Assignment: When checking the entries below, count every line with the word "SpeciesDescription", then give only that number.

Information supplied:
-.-.-

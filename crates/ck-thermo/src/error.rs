//! Equation-of-state errors.

use ck_core::CkError;
use thiserror::Error;

/// Result type for equation-of-state operations.
pub type ThermoResult<T> = Result<T, ThermoError>;

#[derive(Error, Debug, Clone, PartialEq)]
pub enum ThermoError {
    /// A species molar mass is not strictly positive (corrupted tables).
    #[error("Invalid composition: species {species} has molar mass {molar_mass} kg/kmol")]
    InvalidComposition { species: usize, molar_mass: f64 },
}

impl From<ThermoError> for CkError {
    fn from(err: ThermoError) -> Self {
        CkError::InvalidArg {
            what: err.to_string(),
        }
    }
}

#[cfg(test)]
mod tests {
    use super::*;

    #[test]
    fn error_display() {
        let err = ThermoError::InvalidComposition {
            species: 3,
            molar_mass: -1.0,
        };
        assert!(err.to_string().contains("species 3"));
    }

    #[test]
    fn error_to_ck_error() {
        let err: CkError = ThermoError::InvalidComposition {
            species: 0,
            molar_mass: 0.0,
        }
        .into();
        assert!(matches!(err, CkError::InvalidArg { .. }));
    }
}
//! Pressure-dependent (falloff) rate constants.

use ck_mechanism::{Arrhenius, Troe};

use crate::arrhenius::rate_constant;

/// Effective rate constant of a falloff reaction at third-body
/// concentration `m` [kmol/m³].
///
/// `k = k∞ · Pr/(1 + Pr) · F` with `Pr = k0·[M]/k∞`; `F = 1` without Troe
/// parameters (Lindemann form).
pub fn lindemann_rate(
    high: &Arrhenius,
    low: &Arrhenius,
    troe: Option<&Troe>,
    t: f64,
    m: f64,
) -> f64 {
    let k_inf = rate_constant(high, t);
    if k_inf == 0.0 {
        return 0.0;
    }
    let k0 = rate_constant(low, t);
    let pr = k0 * m / k_inf;
    let f = match troe {
        Some(troe) => troe_broadening(troe, t, pr),
        None => 1.0,
    };
    k_inf * (pr / (1.0 + pr)) * f
}

/// Troe broadening factor `F(T, Pr)`.
pub fn troe_broadening(troe: &Troe, t: f64, pr: f64) -> f64 {
    if pr <= 0.0 {
        return 1.0;
    }
    let mut f_cent = (1.0 - troe.a) * (-t / troe.t3).exp() + troe.a * (-t / troe.t1).exp();
    if let Some(t2) = troe.t2 {
        f_cent += (-t2 / t).exp();
    }
    let log_fc = f_cent.max(f64::MIN_POSITIVE).log10();
    let c = -0.4 - 0.67 * log_fc;
    let n = 0.75 - 1.27 * log_fc;
    let x = pr.log10() + c;
    let f1 = x / (n - 0.14 * x);
    10f64.powf(log_fc / (1.0 + f1 * f1))
}
//! Scalar Newton inversion of the caloric equation of state.

use ck_mechanism::ThermoData;
use ck_thermo::{EnergyMode, eos};
use tracing::{debug, trace};

use crate::error::{FailureReason, SolverError, SolverResult};

/// Newton solver configuration.
#[derive(Debug, Clone, Copy, PartialEq)]
#[cfg_attr(feature = "serde", derive(serde::Serialize, serde::Deserialize))]
#[cfg_attr(feature = "serde", serde(default))]
pub struct NewtonConfig {
    /// Maximum iterations
    pub max_iterations: usize,
    /// Absolute tolerance on the residual, in target units (J/kg)
    pub abs_tol: f64,
    /// Convergence threshold on the temperature step (K)
    pub temperature_tol: f64,
    /// Smallest heat capacity accepted as a derivative (J/(kg·K))
    pub min_derivative: f64,
    /// Keep a sign-change bracket and bisect when Newton leaves it
    pub bracket_fallback: bool,
    /// Guesses up to this far outside the valid range are clamped into it (K)
    pub guess_margin: f64,
}

impl Default for NewtonConfig {
    fn default() -> Self {
        Self {
            max_iterations: 100,
            abs_tol: 1e-6,
            temperature_tol: 1e-10,
            min_derivative: 1e-12,
            bracket_fallback: false,
            guess_margin: 100.0,
        }
    }
}

/// Converged temperature inversion.
#[derive(Debug, Clone, Copy, PartialEq)]
pub struct TemperatureSolution {
    /// Temperature [K]
    pub temperature: f64,
    /// `f(T) − target` at `temperature`
    pub residual: f64,
    /// Newton steps taken
    pub iterations: usize,
}

fn fail(temperature: f64, residual: f64, iterations: usize, reason: FailureReason) -> SolverError {
    debug!(temperature, residual, iterations, %reason, "temperature inversion failed");
    SolverError::TemperatureInversionFailed {
        temperature,
        residual,
        iterations,
        reason,
    }
}

/// Sign-change bracket `[lo, hi]` with `f(lo) < target < f(hi)`.
fn initial_bracket(
    thermo: &ThermoData,
    target: f64,
    y: &[f64],
    mode: EnergyMode,
) -> Option<(f64, f64)> {
    let (t_min, t_max) = thermo.temperature_range();
    let r_lo = eos::energy(mode, thermo, t_min, y) - target;
    let r_hi = eos::energy(mode, thermo, t_max, y) - target;
    (r_lo <= 0.0 && r_hi >= 0.0).then_some((t_min, t_max))
}

/// Find `T` such that `energy(mode, T, y) = target`, starting from `t_guess`.
///
/// A guess within `config.guess_margin` of `thermo.temperature_range()` is
/// clamped into the range; one further out fails before iterating. Every
/// iterate must stay inside the range. Fails with
/// `SolverError::TemperatureInversionFailed` on iteration cap, degenerate
/// heat capacity, non-finite values or leaving the range.
pub fn solve_temperature(
    thermo: &ThermoData,
    target: f64,
    t_guess: f64,
    y: &[f64],
    mode: EnergyMode,
    config: &NewtonConfig,
) -> SolverResult<TemperatureSolution> {
    let (t_min, t_max) = thermo.temperature_range();
    let residual = |t: f64| eos::energy(mode, thermo, t, y) - target;

    if !t_guess.is_finite() || !target.is_finite() {
        return Err(fail(t_guess, f64::NAN, 0, FailureReason::NonFinite));
    }
    if t_guess < t_min - config.guess_margin || t_guess > t_max + config.guess_margin {
        return Err(fail(t_guess, residual(t_guess), 0, FailureReason::OutOfRange));
    }

    let mut bracket = if config.bracket_fallback {
        initial_bracket(thermo, target, y, mode)
    } else {
        None
    };

    let mut t = t_guess.clamp(t_min, t_max);
    for iter in 0..config.max_iterations {
        let r = residual(t);
        let d = eos::heat_capacity(mode, thermo, t, y);

        if !r.is_finite() || !d.is_finite() {
            return Err(fail(t, r, iter, FailureReason::NonFinite));
        }
        if d.abs() < config.min_derivative {
            return Err(fail(t, r, iter, FailureReason::DegenerateDerivative));
        }
        if r.abs() < config.abs_tol {
            return Ok(TemperatureSolution {
                temperature: t,
                residual: r,
                iterations: iter,
            });
        }

        let step = r / d;
        let mut t_next = t - step;
        if let Some((lo, hi)) = bracket.as_mut() {
            if (r < 0.0) == (d > 0.0) {
                *lo = t;
            } else {
                *hi = t;
            }
            if !(t_next > *lo && t_next < *hi) {
                t_next = 0.5 * (*lo + *hi);
            }
        }
        trace!(iteration = iter, t, residual = r, step, "newton iteration");

        if !t_next.is_finite() {
            return Err(fail(t_next, r, iter + 1, FailureReason::NonFinite));
        }
        if t_next < t_min || t_next > t_max {
            return Err(fail(t_next, r, iter + 1, FailureReason::OutOfRange));
        }
        if (t_next - t).abs() < config.temperature_tol {
            return Ok(TemperatureSolution {
                temperature: t_next,
                residual: residual(t_next),
                iterations: iter + 1,
            });
        }
        t = t_next;
    }

    Err(fail(
        t,
        residual(t),
        config.max_iterations,
        FailureReason::MaxIterations,
    ))
}

#[cfg(test)]
mod tests {
    use super::*;
    use ck_mechanism::builtin;

    fn san_diego() -> ThermoData {
        builtin::san_diego_h2().compile().unwrap()
    }

    fn uniform() -> Vec<f64> {
        vec![1.0 / 9.0; 9]
    }

    #[test]
    fn default_config() {
        let cfg = NewtonConfig::default();
        assert_eq!(cfg.max_iterations, 100);
        assert_eq!(cfg.abs_tol, 1e-6);
        assert_eq!(cfg.temperature_tol, 1e-10);
        assert!(!cfg.bracket_fallback);
        assert_eq!(cfg.guess_margin, 100.0);
    }

    #[test]
    fn inverts_internal_energy() {
        let thermo = san_diego();
        let y = uniform();
        let e = eos::specific_internal_energy(&thermo, 1700.0, &y);
        let sol = solve_temperature(
            &thermo,
            e,
            1500.0,
            &y,
            EnergyMode::InternalEnergy,
            &NewtonConfig::default(),
        )
        .unwrap();
        assert!((sol.temperature - 1700.0).abs() < 1e-6);
        assert!(sol.iterations > 0);
    }

    #[test]
    fn inverts_enthalpy() {
        let thermo = san_diego();
        let y = uniform();
        let h = eos::specific_enthalpy(&thermo, 650.0, &y);
        let sol = solve_temperature(
            &thermo,
            h,
            700.0,
            &y,
            EnergyMode::Enthalpy,
            &NewtonConfig::default(),
        )
        .unwrap();
        assert!((sol.temperature - 650.0).abs() < 1e-6);
    }

    #[test]
    fn exact_guess_converges_immediately() {
        let thermo = san_diego();
        let y = uniform();
        let e = eos::specific_internal_energy(&thermo, 800.0, &y);
        let sol = solve_temperature(
            &thermo,
            e,
            800.0,
            &y,
            EnergyMode::InternalEnergy,
            &NewtonConfig::default(),
        )
        .unwrap();
        assert_eq!(sol.iterations, 0);
        assert_eq!(sol.temperature, 800.0);
    }

    #[test]
    fn guess_outside_range_fails() {
        let thermo = san_diego();
        let err = solve_temperature(
            &thermo,
            2.0e7,
            10_000.0,
            &uniform(),
            EnergyMode::InternalEnergy,
            &NewtonConfig::default(),
        )
        .unwrap_err();
        assert_eq!(err.reason(), FailureReason::OutOfRange);
        let SolverError::TemperatureInversionFailed { iterations, .. } = err;
        assert_eq!(iterations, 0);
    }

    #[test]
    fn guess_just_outside_range_is_clamped() {
        let thermo = san_diego();
        let y = uniform();
        let (t_min, t_max) = thermo.temperature_range();
        for (t, delta) in [(t_min + 1.0, -5.0), (t_max - 1.0, 5.0), (t_min, -99.0)] {
            for mode in [EnergyMode::InternalEnergy, EnergyMode::Enthalpy] {
                let target = eos::energy(mode, &thermo, t, &y);
                let sol = solve_temperature(
                    &thermo,
                    target,
                    t + delta,
                    &y,
                    mode,
                    &NewtonConfig::default(),
                )
                .unwrap();
                assert!((sol.temperature - t).abs() < 1e-6, "{mode:?} at {t}");
            }
        }
    }

    #[test]
    fn guess_beyond_margin_fails() {
        let thermo = san_diego();
        let (_, t_max) = thermo.temperature_range();
        let cfg = NewtonConfig::default();
        let err = solve_temperature(
            &thermo,
            2.0e7,
            t_max + cfg.guess_margin + 1.0,
            &uniform(),
            EnergyMode::InternalEnergy,
            &cfg,
        )
        .unwrap_err();
        assert_eq!(err.reason(), FailureReason::OutOfRange);
    }

    #[test]
    fn all_zero_composition_is_degenerate() {
        let thermo = san_diego();
        let err = solve_temperature(
            &thermo,
            2.0e7,
            300.0,
            &[0.0; 9],
            EnergyMode::InternalEnergy,
            &NewtonConfig::default(),
        )
        .unwrap_err();
        assert_eq!(err.reason(), FailureReason::DegenerateDerivative);
    }

    #[test]
    fn nan_target_fails() {
        let thermo = san_diego();
        let err = solve_temperature(
            &thermo,
            f64::NAN,
            300.0,
            &uniform(),
            EnergyMode::Enthalpy,
            &NewtonConfig::default(),
        )
        .unwrap_err();
        assert_eq!(err.reason(), FailureReason::NonFinite);
    }

    #[test]
    fn iteration_cap() {
        let thermo = san_diego();
        let y = uniform();
        let e = eos::specific_internal_energy(&thermo, 2500.0, &y);
        let cfg = NewtonConfig {
            max_iterations: 1,
            ..NewtonConfig::default()
        };
        let err =
            solve_temperature(&thermo, e, 1200.0, &y, EnergyMode::InternalEnergy, &cfg)
                .unwrap_err();
        assert_eq!(err.reason(), FailureReason::MaxIterations);
    }

    #[test]
    fn unreachable_target_leaves_range() {
        let thermo = san_diego();
        let y = uniform();
        let e_max = eos::specific_internal_energy(&thermo, 3500.0, &y);
        let err = solve_temperature(
            &thermo,
            e_max * 1.5,
            3000.0,
            &y,
            EnergyMode::InternalEnergy,
            &NewtonConfig::default(),
        )
        .unwrap_err();
        assert_eq!(err.reason(), FailureReason::OutOfRange);
    }

    #[test]
    fn bracket_fallback_keeps_iterates_in_range() {
        let thermo = san_diego();
        let y = uniform();
        let (t_min, t_max) = thermo.temperature_range();
        // c_v grows with T, so the first Newton step from the bottom of the
        // range toward a root near the top overshoots past t_max.
        let t_root = t_max - 50.0;
        let target = eos::specific_internal_energy(&thermo, t_root, &y);
        let plain = solve_temperature(
            &thermo,
            target,
            t_min,
            &y,
            EnergyMode::InternalEnergy,
            &NewtonConfig::default(),
        );
        let guarded = solve_temperature(
            &thermo,
            target,
            t_min,
            &y,
            EnergyMode::InternalEnergy,
            &NewtonConfig {
                bracket_fallback: true,
                ..NewtonConfig::default()
            },
        )
        .unwrap();
        assert!((guarded.temperature - t_root).abs() < 1e-6);
        if let Err(err) = plain {
            assert_eq!(err.reason(), FailureReason::OutOfRange);
        }
    }
}
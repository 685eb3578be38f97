//! ck-solver: temperature inversion for chemkern.
//!
//! Given a target specific internal energy or enthalpy and mass fractions,
//! `solve_temperature` runs a scalar Newton iteration on
//! `Σ Y_i f_i(T) − target = 0` with `c_v` or `c_p` as the derivative.
//!
//! The iteration is unguarded by default, matching the usual CFD kernel
//! behaviour; `NewtonConfig::bracket_fallback` adds a bisection safeguard.

pub mod error;
pub mod newton;

pub use error::{FailureReason, SolverError, SolverResult};
pub use newton::{NewtonConfig, TemperatureSolution, solve_temperature};
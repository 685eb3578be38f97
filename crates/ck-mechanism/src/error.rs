//! Mechanism construction and validation errors.

use ck_core::CkError;
use thiserror::Error;

/// Result type for mechanism operations.
pub type MechanismResult<T> = Result<T, MechanismError>;

/// A species or reaction table that is internally inconsistent.
///
/// Every variant is detected once, when a description is compiled into
/// `ThermoData`; a kernel is never produced from a malformed mechanism.
#[derive(Error, Debug, Clone, PartialEq)]
pub enum MechanismError {
    #[error("Mechanism '{name}' has no species")]
    NoSpecies { name: String },

    #[error("Species {index} has an empty name")]
    EmptySpeciesName { index: usize },

    #[error("Species '{name}' is defined more than once")]
    DuplicateSpecies { name: String },

    #[error("Species '{species}' has non-positive molar mass {value} kg/kmol")]
    NonPositiveMolarMass { species: String, value: f64 },

    #[error(
        "Species '{species}' has invalid temperature ranges ({t_low} K, {t_mid} K, {t_high} K)"
    )]
    InvalidTemperatureRange {
        species: String,
        t_low: f64,
        t_mid: f64,
        t_high: f64,
    },

    #[error("Non-finite coefficient in {what}")]
    NonFiniteCoefficient { what: String },

    #[error("Reaction '{reaction}' references unknown species '{species}'")]
    DanglingSpeciesRef { reaction: String, species: String },

    #[error("Reaction '{reaction}' has no {side}")]
    EmptyReactionSide {
        reaction: String,
        side: &'static str,
    },

    #[error("Reaction '{reaction}' has invalid stoichiometric coefficient {value} for '{species}'")]
    InvalidStoichCoefficient {
        reaction: String,
        species: String,
        value: f64,
    },

    #[error("Reaction '{reaction}' has invalid rate parameter: {what}")]
    InvalidRateParameter {
        reaction: String,
        what: &'static str,
    },

    #[error("Reaction '{reaction}' does not conserve mass (imbalance {imbalance} kg/kmol)")]
    MassImbalance { reaction: String, imbalance: f64 },

    #[error("Mechanism '{name}' has no temperature range common to all species")]
    EmptyTemperatureRange { name: String },
}

impl From<MechanismError> for CkError {
    fn from(err: MechanismError) -> Self {
        CkError::Invariant {
            what: format!("Malformed mechanism: {err}"),
        }
    }
}

#[cfg(test)]
mod tests {
    use super::*;

    #[test]
    fn error_display() {
        let err = MechanismError::DanglingSpeciesRef {
            reaction: "H + X <=> HX".into(),
            species: "X".into(),
        };
        let msg = err.to_string();
        assert!(msg.contains("unknown species 'X'"));

        let err = MechanismError::NonPositiveMolarMass {
            species: "H2".into(),
            value: 0.0,
        };
        assert!(err.to_string().contains("H2"));
    }

    #[test]
    fn error_to_ck_error() {
        let err = MechanismError::NoSpecies {
            name: "empty".into(),
        };
        let ck: CkError = err.into();
        assert!(matches!(ck, CkError::Invariant { .. }));
    }
}
//! The precompiled mechanism artifact handed to the kernel.

use crate::error::MechanismResult;
use crate::nasa7::Nasa7;
use crate::reaction::ReactionDescription;
use crate::thermo_data::ThermoData;

/// One species row of the mechanism.
#[derive(Debug, Clone, PartialEq)]
#[cfg_attr(feature = "serde", derive(serde::Serialize, serde::Deserialize))]
pub struct SpeciesDescription {
    pub name: String,
    /// Molar mass [kg/kmol]
    pub molar_mass: f64,
    pub thermo: Nasa7,
}

/// Species table plus reaction table, referenced by name.
///
/// This is what an external code generator emits. It is not trusted:
/// [`MechanismDescription::compile`] validates it and resolves every name to
/// an index before anything evaluates it.
#[derive(Debug, Clone, PartialEq)]
#[cfg_attr(feature = "serde", derive(serde::Serialize, serde::Deserialize))]
pub struct MechanismDescription {
    pub name: String,
    pub species: Vec<SpeciesDescription>,
    pub reactions: Vec<ReactionDescription>,
}

impl MechanismDescription {
    /// Validate and freeze into immutable, index-resolved tables.
    pub fn compile(&self) -> MechanismResult<ThermoData> {
        ThermoData::compile(self)
    }

    pub fn species_names(&self) -> impl Iterator<Item = &str> + '_ {
        self.species.iter().map(|s| s.name.as_str())
    }
}
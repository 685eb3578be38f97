use crate::{CkError, CkResult};

/// Floating point type used throughout the kernel
pub type Real = f64;

/// One tolerance for everything
#[derive(Clone, Copy, Debug)]
pub struct Tolerances {
    pub abs: Real,
    pub rel: Real,
}

impl Default for Tolerances {
    fn default() -> Self {
        Self {
            abs: 1e-12,
            rel: 1e-9,
        }
    }
}

pub fn nearly_equal(a: Real, b: Real, tol: Tolerances) -> bool {
    let diff = (a - b).abs();
    if diff <= tol.abs {
        return true;
    }
    diff <= tol.rel * a.abs().max(b.abs())
}

/// Relative difference `|a - b| / max(|a|, |b|)`, zero when both are zero.
pub fn relative_difference(a: Real, b: Real) -> Real {
    let scale = a.abs().max(b.abs());
    if scale == 0.0 {
        0.0
    } else {
        (a - b).abs() / scale
    }
}

/// Pass `v` through if finite, otherwise `CkError::NonFinite`.
pub fn ensure_finite(v: Real, what: &'static str) -> CkResult<Real> {
    if v.is_finite() {
        Ok(v)
    } else {
        Err(CkError::NonFinite { what, value: v })
    }
}

/// Integer powers go through `powi`, everything else through `powf`.
///
/// Stoichiometric exponents are almost always small integers, and `powi`
/// is both faster and exact for them.
#[inline]
pub fn stoich_pow(base: Real, exponent: Real) -> Real {
    if exponent == 1.0 {
        base
    } else if exponent.fract() == 0.0 && exponent.abs() <= i32::MAX as Real {
        base.powi(exponent as i32)
    } else {
        base.powf(exponent)
    }
}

-.-.-

Answer to this problem: 2